O RANDOM.ORG é um verdadeiro gerador de números aleatórios que gera aleatoriedade através de ruído atmosférico. Esta página explica por que é tão difícil (e interessante) fazer um computador gerar números realmente aleatórios.
Números aleatórios são úteis para diversos objetivos, como gerar chaves de criptografia, simular fenômenos complexos e selecionar amostras randômicas a partir de grandes bancos de dados. Também podem ser usados com finalidades estéticas, como em música ou literatura, e são, é claro, bastante difundidos em jogos e apostas.
Quando se trata de números simples, um número aleatório é aquele que é retirado de um conjunto de valores possíveis, sendo cada um igualmente provável – isto é, uma distribuição uniforme. Quando se trata de uma sequência de números randômicos, cada número sorteado deve ser estatisticamente independente dos outros.

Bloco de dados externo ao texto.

//! Caller-supplied content and its assignment to insertion points.
//!
//! Children are assigned the way slotted light-tree content is: an element
//! with a `slot` attribute goes to the slot of that name, everything else
//! goes to the unnamed slot. Whitespace-only text is projected along with
//! its siblings but does not by itself count as an override, so indentation
//! between children keeps the fallback. An element with no content of its
//! own still counts.

use crate::markup::Node;
use serde::{Deserialize, Serialize};

/// Name of the insertion point for the secondary label.
pub const SECONDARY_LABEL_SLOT: &str = "secondary-label";

/// Ordered children supplied by the caller.
#[derive(Clone, Debug, Default, PartialEq, Eq, Serialize, Deserialize)]
#[serde(transparent)]
pub struct Content {
    children: Vec<Node>,
}

fn slot_of(node: &Node) -> Option<&str> {
    node.as_element().and_then(|e| e.attr("slot"))
}

impl Content {
    pub fn new() -> Self {
        Self::default()
    }

    pub fn push(&mut self, node: impl Into<Node>) {
        self.children.push(node.into());
    }

    pub fn clear(&mut self) {
        self.children.clear();
    }

    pub fn children(&self) -> &[Node] {
        &self.children
    }

    pub fn is_empty(&self) -> bool {
        self.children.is_empty()
    }

    /// Nodes assigned to a slot, whitespace text included. `None` names the
    /// unnamed slot.
    pub fn assigned<'a>(&'a self, slot: Option<&'a str>) -> impl Iterator<Item = &'a Node> + 'a {
        self.children
            .iter()
            .filter(move |node| slot_of(node) == slot)
    }

    /// `true` if a node other than whitespace text is assigned to the slot,
    /// replacing its fallback.
    pub fn overrides(&self, slot: Option<&str>) -> bool {
        self.assigned(slot).any(|node| !node.is_blank_text())
    }
}

impl From<Vec<Node>> for Content {
    fn from(children: Vec<Node>) -> Self {
        Self { children }
    }
}

impl FromIterator<Node> for Content {
    fn from_iter<I: IntoIterator<Item = Node>>(iter: I) -> Self {
        Self {
            children: iter.into_iter().collect(),
        }
    }
}
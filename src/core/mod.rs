//! Core types for a progress step.
//!
//! This module contains the pure values the rest of the crate is built on:
//! - The step state via `StepState`
//! - Attribute change tracking via `ChangeSet`
//!
//! Nothing in this module has side effects.

mod change;
mod state;

pub use change::{Attribute, ChangeSet};
pub use state::{ParseStateError, StepState};
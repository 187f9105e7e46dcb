//! Tracking of which observed attributes changed since the last update.
//!
//! A [`ChangeSet`] is what the element's update reaction inspects to decide
//! which side effects to run, the same way a reactive component receives the
//! set of changed properties after each batch of writes.

use serde::{Deserialize, Serialize};
use std::collections::BTreeSet;
use std::fmt;

/// An observed attribute of a progress step.
#[derive(Clone, Copy, PartialEq, Eq, PartialOrd, Ord, Hash, Debug, Serialize, Deserialize)]
#[serde(rename_all = "kebab-case")]
pub enum Attribute {
    Disabled,
    IconLabel,
    LabelText,
    SecondaryLabelText,
    State,
    Vertical,
}

impl Attribute {
    /// Every observed attribute.
    pub const ALL: [Attribute; 6] = [
        Self::Disabled,
        Self::IconLabel,
        Self::LabelText,
        Self::SecondaryLabelText,
        Self::State,
        Self::Vertical,
    ];

    /// The attribute name as written on the host element.
    pub fn as_str(self) -> &'static str {
        match self {
            Self::Disabled => "disabled",
            Self::IconLabel => "icon-label",
            Self::LabelText => "label-text",
            Self::SecondaryLabelText => "secondary-label-text",
            Self::State => "state",
            Self::Vertical => "vertical",
        }
    }

    /// Look up an observed attribute by its host attribute name.
    ///
    /// Returns `None` for names the element does not observe, such as `role`.
    pub fn from_name(name: &str) -> Option<Self> {
        Self::ALL.into_iter().find(|a| a.as_str() == name)
    }
}

impl fmt::Display for Attribute {
    fn fmt(&self, f: &mut fmt::Formatter<'_>) -> fmt::Result {
        f.write_str(self.as_str())
    }
}

/// Set of attributes changed since the last update.
///
/// Besides attributes, a change set can flag that the caller's content
/// changed, which requires a re-render but runs no attribute side effects.
#[derive(Clone, Debug, Default, PartialEq, Eq)]
pub struct ChangeSet {
    attributes: BTreeSet<Attribute>,
    content: bool,
}

impl ChangeSet {
    /// Create an empty change set.
    pub fn new() -> Self {
        Self::default()
    }

    /// A change set naming every attribute, used for the first update.
    pub fn all() -> Self {
        Self {
            attributes: Attribute::ALL.into_iter().collect(),
            content: true,
        }
    }

    /// Record a changed attribute.
    pub fn record(&mut self, attribute: Attribute) {
        self.attributes.insert(attribute);
    }

    /// Record that the caller's content changed.
    pub fn record_content(&mut self) {
        self.content = true;
    }

    /// Check whether an attribute changed.
    pub fn has(&self, attribute: Attribute) -> bool {
        self.attributes.contains(&attribute)
    }

    /// Check whether the caller's content changed.
    pub fn has_content(&self) -> bool {
        self.content
    }

    /// `true` when nothing changed.
    pub fn is_empty(&self) -> bool {
        self.attributes.is_empty() && !self.content
    }

    /// Changed attributes in a stable order.
    pub fn attributes(&self) -> impl Iterator<Item = Attribute> + '_ {
        self.attributes.iter().copied()
    }

    /// Merge another change set into this one.
    pub fn merge(&mut self, other: ChangeSet) {
        self.attributes.extend(other.attributes);
        self.content |= other.content;
    }

    /// Take the recorded changes, leaving this set empty.
    pub fn take(&mut self) -> ChangeSet {
        std::mem::take(self)
    }
}
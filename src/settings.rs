//! Configuration shared by the icon registry and the step element.

use serde::{Deserialize, Serialize};
use thiserror::Error;

/// Class and tag prefix used when none is configured.
pub const DEFAULT_PREFIX: &str = "bx";

/// Errors that can occur when loading settings.
#[derive(Debug, Error)]
pub enum SettingsError {
    #[error("Invalid settings JSON: {0}")]
    Json(#[from] serde_json::Error),

    #[error("Prefix must be non-empty and contain only ASCII letters, digits or '-' (got '{0}')")]
    InvalidPrefix(String),
}

/// Naming settings for rendered markup.
///
/// # Example
///
/// ```rust
/// use progress_step::Settings;
///
/// let settings = Settings::default();
/// assert_eq!(settings.tag_name(), "bx-progress-step");
/// assert_eq!(settings.class("progress-line"), "bx--progress-line");
///
/// let custom = Settings::from_json(r#"{ "prefix": "cds" }"#).unwrap();
/// assert_eq!(custom.class("progress__warning"), "cds--progress__warning");
/// ```
#[derive(Clone, Debug, PartialEq, Eq, Serialize, Deserialize)]
#[serde(default)]
pub struct Settings {
    /// Prefix for class names and the element's tag name.
    pub prefix: String,
}

impl Default for Settings {
    fn default() -> Self {
        Self {
            prefix: DEFAULT_PREFIX.to_string(),
        }
    }
}

impl Settings {
    /// Settings with a custom prefix.
    pub fn with_prefix(prefix: impl Into<String>) -> Result<Self, SettingsError> {
        let settings = Self {
            prefix: prefix.into(),
        };
        settings.validate()?;
        Ok(settings)
    }

    /// Parse settings from JSON. Missing fields take their defaults.
    pub fn from_json(json: &str) -> Result<Self, SettingsError> {
        let settings: Settings = serde_json::from_str(json)?;
        settings.validate()?;
        Ok(settings)
    }

    fn validate(&self) -> Result<(), SettingsError> {
        let valid = !self.prefix.is_empty()
            && self
                .prefix
                .chars()
                .all(|c| c.is_ascii_alphanumeric() || c == '-');
        if valid {
            Ok(())
        } else {
            Err(SettingsError::InvalidPrefix(self.prefix.clone()))
        }
    }

    /// Tag name the step element is registered under.
    pub fn tag_name(&self) -> String {
        format!("{}-progress-step", self.prefix)
    }

    /// A prefixed class name, e.g. `bx--progress-label`.
    pub fn class(&self, name: &str) -> String {
        format!("{}--{}", self.prefix, name)
    }
}

#[cfg(test)]
mod tests {
    use super::*;

    #[test]
    fn default_prefix_is_bx() {
        assert_eq!(Settings::default().prefix, "bx");
    }

    #[test]
    fn empty_json_uses_defaults() {
        let settings = Settings::from_json("{}").unwrap();
        assert_eq!(settings, Settings::default());
    }

    #[test]
    fn json_prefix_is_used() {
        let settings = Settings::from_json(r#"{"prefix":"cds"}"#).unwrap();
        assert_eq!(settings.tag_name(), "cds-progress-step");
    }

    #[test]
    fn malformed_json_is_rejected() {
        let result = Settings::from_json("{ prefix: ");
        assert!(matches!(result, Err(SettingsError::Json(_))));
    }

    #[test]
    fn invalid_prefix_is_rejected() {
        assert!(matches!(
            Settings::with_prefix(""),
            Err(SettingsError::InvalidPrefix(_))
        ));
        assert!(matches!(
            Settings::from_json(r#"{"prefix":"a b"}"#),
            Err(SettingsError::InvalidPrefix(_))
        ));
    }

    #[test]
    fn class_joins_with_double_dash() {
        let settings = Settings::default();
        assert_eq!(settings.class("progress-optional"), "bx--progress-optional");
    }
}
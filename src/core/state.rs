//! Step state of a single progress step.
//!
//! The state is an externally driven value: the step element consumes it to
//! pick an icon but never transitions it on its own.

use serde::{Deserialize, Serialize};
use std::fmt::{self, Display};
use std::str::FromStr;
use thiserror::Error;

/// State of a progress step.
#[derive(Clone, Copy, PartialEq, Eq, Hash, Debug, Default, Serialize, Deserialize)]
#[serde(try_from = "String", into = "String")]
pub enum StepState {
    /// One for future execution.
    #[default]
    Queued,

    /// One that is being executed now.
    Current,

    /// Complete one.
    Complete,

    /// Invalid one.
    Invalid,
}

impl StepState {
    /// Every state, in the order a step usually moves through them.
    pub const ALL: [StepState; 4] = [Self::Queued, Self::Current, Self::Complete, Self::Invalid];

    /// The attribute value for this state.
    pub fn as_str(self) -> &'static str {
        match self {
            Self::Queued => "queued",
            Self::Current => "current",
            Self::Complete => "complete",
            Self::Invalid => "invalid",
        }
    }

    /// `true` for a step that is done.
    pub fn is_complete(self) -> bool {
        matches!(self, Self::Complete)
    }

    /// `true` for a step that needs attention. Only these get a class hint.
    pub fn is_invalid(self) -> bool {
        matches!(self, Self::Invalid)
    }
}

impl Display for StepState {
    fn fmt(&self, f: &mut fmt::Formatter<'_>) -> fmt::Result {
        f.write_str(self.as_str())
    }
}

/// Error returned when a string does not name one of the four step states.
#[derive(Debug, Clone, Error, PartialEq, Eq)]
#[error("Unrecognized progress step state '{value}' (expected queued, current, complete or invalid)")]
pub struct ParseStateError {
    pub value: String,
}

impl FromStr for StepState {
    type Err = ParseStateError;

    fn from_str(s: &str) -> Result<Self, Self::Err> {
        match s {
            "queued" => Ok(Self::Queued),
            "current" => Ok(Self::Current),
            "complete" => Ok(Self::Complete),
            "invalid" => Ok(Self::Invalid),
            other => Err(ParseStateError {
                value: other.to_string(),
            }),
        }
    }
}

impl TryFrom<String> for StepState {
    type Error = ParseStateError;

    fn try_from(value: String) -> Result<Self, Self::Error> {
        value.parse()
    }
}

impl From<StepState> for String {
    fn from(state: StepState) -> Self {
        state.as_str().to_string()
    }
}
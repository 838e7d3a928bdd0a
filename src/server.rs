//! Broker facade
//!
//! Owns the process-wide registry and the broadcaster, and turns each
//! accepted stream into a session task.

use std::sync::Arc;

use tokio::io::{AsyncRead, AsyncWrite};
use tokio::task::JoinHandle;
use tracing::{debug, error, info};

use crate::broadcaster::Broadcaster;
use crate::config::Config;
use crate::registry::Registry;
use crate::session::handle_connection;

/// Shared broker state
///
/// Cheap to clone; every clone refers to the same registry and broadcaster.
#[derive(Debug, Clone)]
pub struct Broker {
    registry: Arc<Registry>,
    broadcaster: Broadcaster,
}

impl Broker {
    /// Create the registry and start the broadcaster task
    ///
    /// Must be called from within a tokio runtime.
    pub fn start(config: &Config) -> Self {
        let registry = Arc::new(Registry::new());
        let (broadcaster, _task) =
            Broadcaster::spawn(Arc::clone(&registry), config.broadcast_buffer);
        info!("Broker started");
        Self {
            registry,
            broadcaster,
        }
    }

    /// Hand an accepted stream to a new session
    ///
    /// `remote_addr` becomes the participant's address and initial name.
    pub fn spawn_session<S>(&self, stream: S, remote_addr: String) -> JoinHandle<()>
    where
        S: AsyncRead + AsyncWrite + Unpin + Send + 'static,
    {
        let registry = Arc::clone(&self.registry);
        let broadcaster = self.broadcaster.clone();

        tokio::spawn(async move {
            debug!("Session for {} starting", remote_addr);
            let result =
                handle_connection(stream, remote_addr.clone(), Arc::clone(&registry), broadcaster)
                    .await;
            if let Err(e) = result {
                error!("Session for {} ended with error: {}", remote_addr, e);
            }
            debug!("Online: {}", registry.len());
        })
    }

    /// The shared roster
    pub fn registry(&self) -> &Arc<Registry> {
        &self.registry
    }
}
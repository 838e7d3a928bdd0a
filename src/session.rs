//! Per-connection session
//!
//! Owns one participant's identity and inbound read loop. Each line is
//! classified and drives the registry, the broadcaster or a single
//! mailbox. The outbound side is the participant's mailbox delivery task.
//! On a clean close the session lets it drain; on a read failure, or if
//! draining stalls, it is cancelled.

use std::future::Future;
use std::sync::Arc;
use std::time::Duration;

use tokio::io::{AsyncBufReadExt, AsyncRead, AsyncReadExt, AsyncWrite, BufReader, ReadHalf};
use tokio::task::JoinHandle;
use tokio::time::timeout;
use tokio_util::sync::CancellationToken;
use tracing::{debug, info, warn};

use crate::broadcaster::Broadcaster;
use crate::error::{BrokerError, CommandError, RegistryError};
use crate::mailbox::{self, Mailbox};
use crate::message::{self, Command, Reply, DROPPED, MAX_LINE_LENGTH, OFFLINE, ONLINE};
use crate::participant::Participant;
use crate::registry::Registry;
use crate::types::ParticipantId;

/// How long queued replies may take to reach a departing peer
const DRAIN_TIMEOUT: Duration = Duration::from_secs(5);

/// Why the read loop ended
#[derive(Debug, Clone, Copy, PartialEq, Eq)]
enum Departure {
    /// Peer closed the stream
    Closed,
    /// Read failed or the line limit was exceeded
    Dropped,
}

/// Handle a newly accepted stream
///
/// `addr` is the peer address; it is also the initial display name.
/// Returns when the peer disconnects. Errors only concern this session.
pub async fn handle_connection<S>(
    stream: S,
    addr: String,
    registry: Arc<Registry>,
    broadcaster: Broadcaster,
) -> Result<(), BrokerError>
where
    S: AsyncRead + AsyncWrite + Unpin + Send + 'static,
{
    let (reader, writer) = tokio::io::split(stream);

    let cancel = CancellationToken::new();
    let (mailbox, delivery) = mailbox::spawn(writer, addr.clone(), cancel.clone());
    let participant = Participant::new(addr.clone(), mailbox.clone());
    let id = participant.id;

    if let Err(e) = registry.join(&addr, participant) {
        warn!("Rejecting {}: {}", addr, e);
        let _ = mailbox.deliver(Reply::NameTaken.to_string());
        drop(mailbox);
        finish_delivery(delivery, cancel, Departure::Closed, &addr).await;
        return Ok(());
    }

    info!("{} joined", addr);

    let mut session = Session {
        id,
        name: addr.clone(),
        addr: addr.clone(),
        reader: BufReader::new(reader),
        registry,
        broadcaster,
        mailbox,
    };

    let (departure, result) = session.run().await;

    // Releases the last long-lived Mailbox handle so the queue can close
    drop(session);
    finish_delivery(delivery, cancel, departure, &addr).await;

    result
}

/// Wait for the delivery task to end
///
/// After a clean close the task drains whatever is queued, bounded by
/// `DRAIN_TIMEOUT`. After a failure it is cancelled right away.
async fn finish_delivery(
    mut delivery: JoinHandle<()>,
    cancel: CancellationToken,
    departure: Departure,
    peer: &str,
) {
    if departure == Departure::Closed {
        if timeout(DRAIN_TIMEOUT, &mut delivery).await.is_ok() {
            return;
        }
        debug!("Delivery to {} did not drain in time", peer);
    }

    cancel.cancel();
    let _ = delivery.await;
}

/// State of one live session
struct Session<S> {
    id: ParticipantId,
    addr: String,
    name: String,
    reader: BufReader<ReadHalf<S>>,
    registry: Arc<Registry>,
    broadcaster: Broadcaster,
    mailbox: Mailbox,
}

impl<S> Session<S>
where
    S: AsyncRead + AsyncWrite + Unpin,
{
    async fn run(&mut self) -> (Departure, Result<(), BrokerError>) {
        let result = self.read_loop().await;

        // Leave even if the broadcaster failed mid-session
        let departure = match &result {
            Ok(departure) => *departure,
            Err(_) => Departure::Dropped,
        };
        let left = self.leave(departure).await;

        (departure, result.and(left))
    }

    async fn read_loop(&mut self) -> Result<Departure, BrokerError> {
        self.publish(ONLINE).await?;

        let mut buf = Vec::new();
        loop {
            buf.clear();
            let read = {
                let mut limited = (&mut self.reader).take(MAX_LINE_LENGTH as u64);
                limited.read_until(b'\n', &mut buf).await
            };
            match read {
                Ok(0) => {
                    debug!("{} closed the stream", self.name);
                    return Ok(Departure::Closed);
                }
                Ok(n) if n == MAX_LINE_LENGTH && !buf.ends_with(b"\n") => {
                    warn!(
                        "{} sent more than {} bytes without a newline",
                        self.addr, MAX_LINE_LENGTH
                    );
                    return Ok(Departure::Dropped);
                }
                Ok(_) => {
                    let line = message::decode_line(&buf);
                    self.handle_line(&line).await?;
                }
                Err(e) => {
                    warn!("Read error from {}: {}", self.addr, e);
                    return Ok(Departure::Dropped);
                }
            }
        }
    }

    async fn leave(&mut self, departure: Departure) -> Result<(), BrokerError> {
        self.registry.leave(&self.name, self.id);
        info!("{} ({}) left", self.name, self.addr);

        let body = match departure {
            Departure::Closed => OFFLINE,
            Departure::Dropped => DROPPED,
        };
        self.publish(body).await
    }

    /// Interpret one inbound line
    async fn handle_line(&mut self, line: &str) -> Result<(), BrokerError> {
        debug!("{} sent: {}", self.name, line);

        match Command::parse(line) {
            Command::Who => self.handle_who(),
            Command::Rename { new_name } => {
                if let Err(e) = self.handle_rename(new_name) {
                    self.reply(e.into());
                }
            }
            Command::Direct { target, content } => {
                if let Err(e) = self.handle_direct(target, content) {
                    self.reply(e.into());
                }
            }
            Command::Chat(text) => self.publish(text).await?,
        }

        Ok(())
    }

    fn handle_who(&self) {
        for entry in self.registry.roster() {
            self.reply(Reply::RosterEntry {
                addr: entry.addr,
                name: entry.name,
            });
        }
    }

    fn handle_rename(&mut self, new_name: &str) -> Result<(), CommandError> {
        match self.registry.rename(&self.name, new_name, self.id) {
            Ok(()) => {}
            Err(RegistryError::NameTaken(_)) => return Err(CommandError::NameTaken),
            Err(RegistryError::NotRegistered(name)) => {
                warn!("{} is not registered under '{}', ignoring rename", self.addr, name);
                return Ok(());
            }
        }

        info!("{} renamed to {}", self.name, new_name);
        self.name = new_name.to_string();
        self.reply(Reply::Renamed {
            name: self.name.clone(),
        });
        Ok(())
    }

    fn handle_direct(&self, target: &str, content: &str) -> Result<(), CommandError> {
        message::check_recipient(target)?;

        let recipient = self
            .registry
            .lookup(target)
            .ok_or(CommandError::UnknownRecipient)?;

        message::check_content(content)?;

        let _ = recipient.send(
            Reply::Whisper {
                from: self.name.clone(),
                content: content.to_string(),
            }
            .to_string(),
        );
        Ok(())
    }

    /// Send a line to this session's own participant only
    fn reply(&self, reply: Reply) {
        let _ = self.mailbox.deliver(reply.to_string());
    }

    /// Broadcast `[addr]name:body` to everyone online
    ///
    /// The returned future owns everything it needs and does not borrow
    /// the session.
    fn publish(
        &self,
        body: &str,
    ) -> impl Future<Output = Result<(), BrokerError>> + Send + 'static {
        let text = message::stamped(&self.addr, &self.name, body);
        let broadcaster = self.broadcaster.clone();
        async move {
            broadcaster.publish(text).await?;
            Ok(())
        }
    }
}
//! Participant struct definition
//!
//! Represents a connected chat identity as stored in the registry.

use crate::error::SendError;
use crate::mailbox::Mailbox;
use crate::types::ParticipantId;

/// Connected participant information
///
/// The display name is the registry key and is not stored here; the
/// address is captured at connection time and never changes.
#[derive(Debug, Clone)]
pub struct Participant {
    /// Unique identifier for this participant
    pub id: ParticipantId,
    /// Transport-level peer address
    pub addr: String,
    /// Handle to this participant's outbound queue
    pub mailbox: Mailbox,
}

impl Participant {
    /// Create a new participant with a fresh ID
    pub fn new(addr: impl Into<String>, mailbox: Mailbox) -> Self {
        Self {
            id: ParticipantId::new(),
            addr: addr.into(),
            mailbox,
        }
    }

    /// Send a line to this participant
    ///
    /// Returns an error if the delivery task has ended.
    pub fn send(&self, line: impl Into<String>) -> Result<(), SendError> {
        self.mailbox.deliver(line)
    }
}
//! In-memory Line-Oriented Chat Broker Library
//!
//! Clients connect over a byte stream, join a shared roster, and exchange
//! broadcast or directed text lines through a central broker.
//!
//! # Features
//! - Public chat broadcast to everyone online
//! - Presence query (`who`)
//! - Rename (`rename|<newName>`)
//! - Directed messages (`to|<name>|<text>`)
//! - Join/leave notices
//!
//! # Architecture
//! - `Registry`: name → participant map behind a single lock
//! - `Broadcaster`: one ordered queue, one consumer fanning out to every mailbox
//! - `Mailbox`: per-participant unbounded queue drained by its own delivery task
//! - `session`: per-connection read loop and command interpreter
//!
//! # Example
//! ```ignore
//! use tokio::net::TcpListener;
//! use chat_broker::{Broker, Config};
//!
//! #[tokio::main]
//! async fn main() {
//!     let config = Config::default();
//!     let listener = TcpListener::bind(&config.bind_addr).await.unwrap();
//!     let broker = Broker::start(&config);
//!
//!     while let Ok((stream, addr)) = listener.accept().await {
//!         broker.spawn_session(stream, addr.to_string());
//!     }
//! }
//! ```

pub mod broadcaster;
pub mod config;
pub mod error;
pub mod mailbox;
pub mod message;
pub mod participant;
pub mod registry;
pub mod server;
pub mod session;
pub mod types;

// Re-export main types for convenience
pub use broadcaster::Broadcaster;
pub use config::Config;
pub use error::{BrokerError, CommandError, RegistryError, SendError};
pub use mailbox::Mailbox;
pub use message::{Command, Reply};
pub use participant::Participant;
pub use registry::{Registry, RosterEntry};
pub use server::Broker;
pub use session::handle_connection;
pub use types::ParticipantId;
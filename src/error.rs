//! Error types for the chat broker
//!
//! Session-fatal errors, queue send errors, roster conflicts and
//! protocol errors that are reported back to the offending sender.
//! Uses thiserror for ergonomic error definitions.

use thiserror::Error;

/// Session-level errors
///
/// Any of these ends the affected session only. Other sessions, the
/// registry and the broadcaster keep running.
#[derive(Debug, Error)]
pub enum BrokerError {
    /// IO error (fatal)
    #[error("IO error: {0}")]
    Io(#[from] std::io::Error),

    /// Channel send error (fatal - broadcaster consumer is gone)
    #[error("Channel send error")]
    ChannelSend,
}

impl From<SendError> for BrokerError {
    fn from(_: SendError) -> Self {
        BrokerError::ChannelSend
    }
}

/// Message send errors
///
/// Occurs when attempting to enqueue onto a queue whose consumer has ended.
#[derive(Debug, Error, PartialEq, Eq)]
pub enum SendError {
    /// The participant's delivery task has terminated
    #[error("Mailbox closed")]
    MailboxClosed,

    /// The broadcaster consumer has terminated
    #[error("Broadcaster closed")]
    BroadcasterClosed,
}

/// Roster errors
#[derive(Debug, Error, PartialEq, Eq)]
pub enum RegistryError {
    /// Another live participant already uses this name
    #[error("Name already taken: {0}")]
    NameTaken(String),

    /// The name is not registered to the calling participant
    #[error("Not registered: {0}")]
    NotRegistered(String),
}

/// Protocol errors for a single command line
///
/// Never fatal; converted to a reply for the sender (see `message::Reply`).
#[derive(Debug, Error, PartialEq, Eq)]
pub enum CommandError {
    /// Rename target is already in use
    #[error("Name already taken")]
    NameTaken,

    /// Directed message without a recipient name
    #[error("Missing recipient")]
    MissingRecipient,

    /// Directed message to a name nobody holds
    #[error("Unknown recipient")]
    UnknownRecipient,

    /// Directed message without content
    #[error("Empty content")]
    EmptyContent,
}
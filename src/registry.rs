//! Registry of connected participants
//!
//! Maps display name to participant under a single lock. Every operation
//! is one short critical section over the in-memory map; nothing here
//! awaits or does I/O while the lock is held.

use std::collections::HashMap;

use parking_lot::Mutex;
use tracing::debug;

use crate::error::RegistryError;
use crate::participant::Participant;
use crate::types::ParticipantId;

/// One `who` result: address and current name
#[derive(Debug, Clone, PartialEq, Eq)]
pub struct RosterEntry {
    pub addr: String,
    pub name: String,
}

/// Shared name → participant roster
#[derive(Debug, Default)]
pub struct Registry {
    members: Mutex<HashMap<String, Participant>>,
}

impl Registry {
    /// Create an empty registry
    pub fn new() -> Self {
        Self::default()
    }

    /// Insert `participant` under `name`
    ///
    /// Check and insert happen in one critical section; an existing entry
    /// is never overwritten.
    pub fn join(&self, name: &str, participant: Participant) -> Result<(), RegistryError> {
        let mut members = self.members.lock();
        if members.contains_key(name) {
            return Err(RegistryError::NameTaken(name.to_string()));
        }
        members.insert(name.to_string(), participant);
        debug!("Registry: {} joined, {} online", name, members.len());
        Ok(())
    }

    /// Remove `name` if it still belongs to participant `id`
    ///
    /// Returns true if an entry was removed; no-op if absent.
    pub fn leave(&self, name: &str, id: ParticipantId) -> bool {
        let mut members = self.members.lock();
        match members.get(name) {
            Some(p) if p.id == id => {
                members.remove(name);
                debug!("Registry: {} left, {} online", name, members.len());
                true
            }
            _ => false,
        }
    }

    /// Move participant `id` from `old_name` to `new_name`
    ///
    /// The availability check and the move are a single critical section,
    /// so two concurrent renames to the same name cannot both succeed.
    /// On failure the registry is unchanged.
    pub fn rename(
        &self,
        old_name: &str,
        new_name: &str,
        id: ParticipantId,
    ) -> Result<(), RegistryError> {
        let mut members = self.members.lock();

        if members.contains_key(new_name) {
            return Err(RegistryError::NameTaken(new_name.to_string()));
        }

        match members.get(old_name) {
            Some(p) if p.id == id => {}
            _ => return Err(RegistryError::NotRegistered(old_name.to_string())),
        }

        if let Some(participant) = members.remove(old_name) {
            members.insert(new_name.to_string(), participant);
        }
        debug!("Registry: {} renamed to {}", old_name, new_name);
        Ok(())
    }

    /// Look up a participant by name
    pub fn lookup(&self, name: &str) -> Option<Participant> {
        self.members.lock().get(name).cloned()
    }

    /// Copy of every current participant, for fan-out
    pub fn snapshot(&self) -> Vec<Participant> {
        self.members.lock().values().cloned().collect()
    }

    /// Current names and addresses, for `who`
    pub fn roster(&self) -> Vec<RosterEntry> {
        self.members
            .lock()
            .iter()
            .map(|(name, p)| RosterEntry {
                addr: p.addr.clone(),
                name: name.clone(),
            })
            .collect()
    }

    /// Check if a name is in use
    pub fn contains(&self, name: &str) -> bool {
        self.members.lock().contains_key(name)
    }

    /// Number of registered participants
    pub fn len(&self) -> usize {
        self.members.lock().len()
    }

    /// Check if nobody is registered
    pub fn is_empty(&self) -> bool {
        self.members.lock().is_empty()
    }
}
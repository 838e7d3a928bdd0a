//! Participant identity independent of the display name.

use std::fmt;

use uuid::Uuid;

/// Stable id for one connection's participant.
///
/// Names move with `rename|`; registry `leave`/`rename` compare this id so a
/// session can only touch the entry it owns.
#[derive(Debug, Clone, Copy, PartialEq, Eq, Hash)]
pub struct ParticipantId(pub Uuid);

impl ParticipantId {
    pub fn new() -> Self {
        Self(Uuid::new_v4())
    }
}

impl Default for ParticipantId {
    fn default() -> Self {
        Self::new()
    }
}

impl fmt::Display for ParticipantId {
    fn fmt(&self, f: &mut fmt::Formatter<'_>) -> fmt::Result {
        write!(f, "{}", self.0)
    }
}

Com o advento dos computadores, os programadores reconheceram a necessidade de criar meios de inserir aleatoriedade nos programas.
Contudo, por incrível que pareça, é difícil fazer um computador agir de maneira aleatória. Um computador segue suas instruções cegamente: é, portanto, inteiramente previsível. (Um computador que não segue suas instruções neste sentido está quebrado). Há duas maneiras principais de gerar números randômicos usando computadores: Geradores de Números Pseudoaleatórios (PRNGs) e Verdadeiros Geradores de Números Aleatórios (TRNGs).
Geradores de números pseudoaleatórios (PRNGs)
Como o prefixo “pseudo” sugere, números pseudoaleatórios não são tão randômicos quanto você poderia imaginar, caso esteja acostumado a jogar dados ou na loteria. Essencialmente, PRNGs são algoritmos que usam fórmulas matemáticas, ou simplesmente tabelas pré-calculadas, para produzir sequências de números que parecem ser aleatórios. Um bom exemplo de PRNG é o método congruente linear. Muita pesquisa já foi feita sobre teoria dos números pseudoaleatórios, e os algoritmos atuais para gerá-los são tão bons que os resultados de fato aparentam ser verdadeiramente randômicos.
A principal diferença entre PRNGs e TRNGs é fácil de entender, se você comparar números aleatórios gerados por computador com um lançamento de dados ao acaso. Como os PRNGs geram os números através de fórmulas matemáticas e listas pré-calculadas, usá-los equivale a jogar um dado várias vezes e anotar os resultados. Sempre que você solicitar um lançamento de dado ao programa, ele vai mostrar o próximo número da lista.
Com efeito, os números parecem ser aleatórios, mas na verdade são pré-determinados. Já os TRNGs fazem um computador efetivamente jogar um dado no ar – ou, mais comumente, usar algum fenômeno físico que seja mais facilmente conectável à máquina.
PRNGs são eficientes, no sentido de que podem gerar muitos números em curtos períodos de tempo, e determinísticos, no sentido de que uma certa sequência de números pode ser reproduzida posteriormente, se o ponto inicial for conhecido. Eficiência é uma boa característica se você precisa de muitos números, e determinismo é útil se você precisa reproduzir uma mesma sequência em um momento posterior.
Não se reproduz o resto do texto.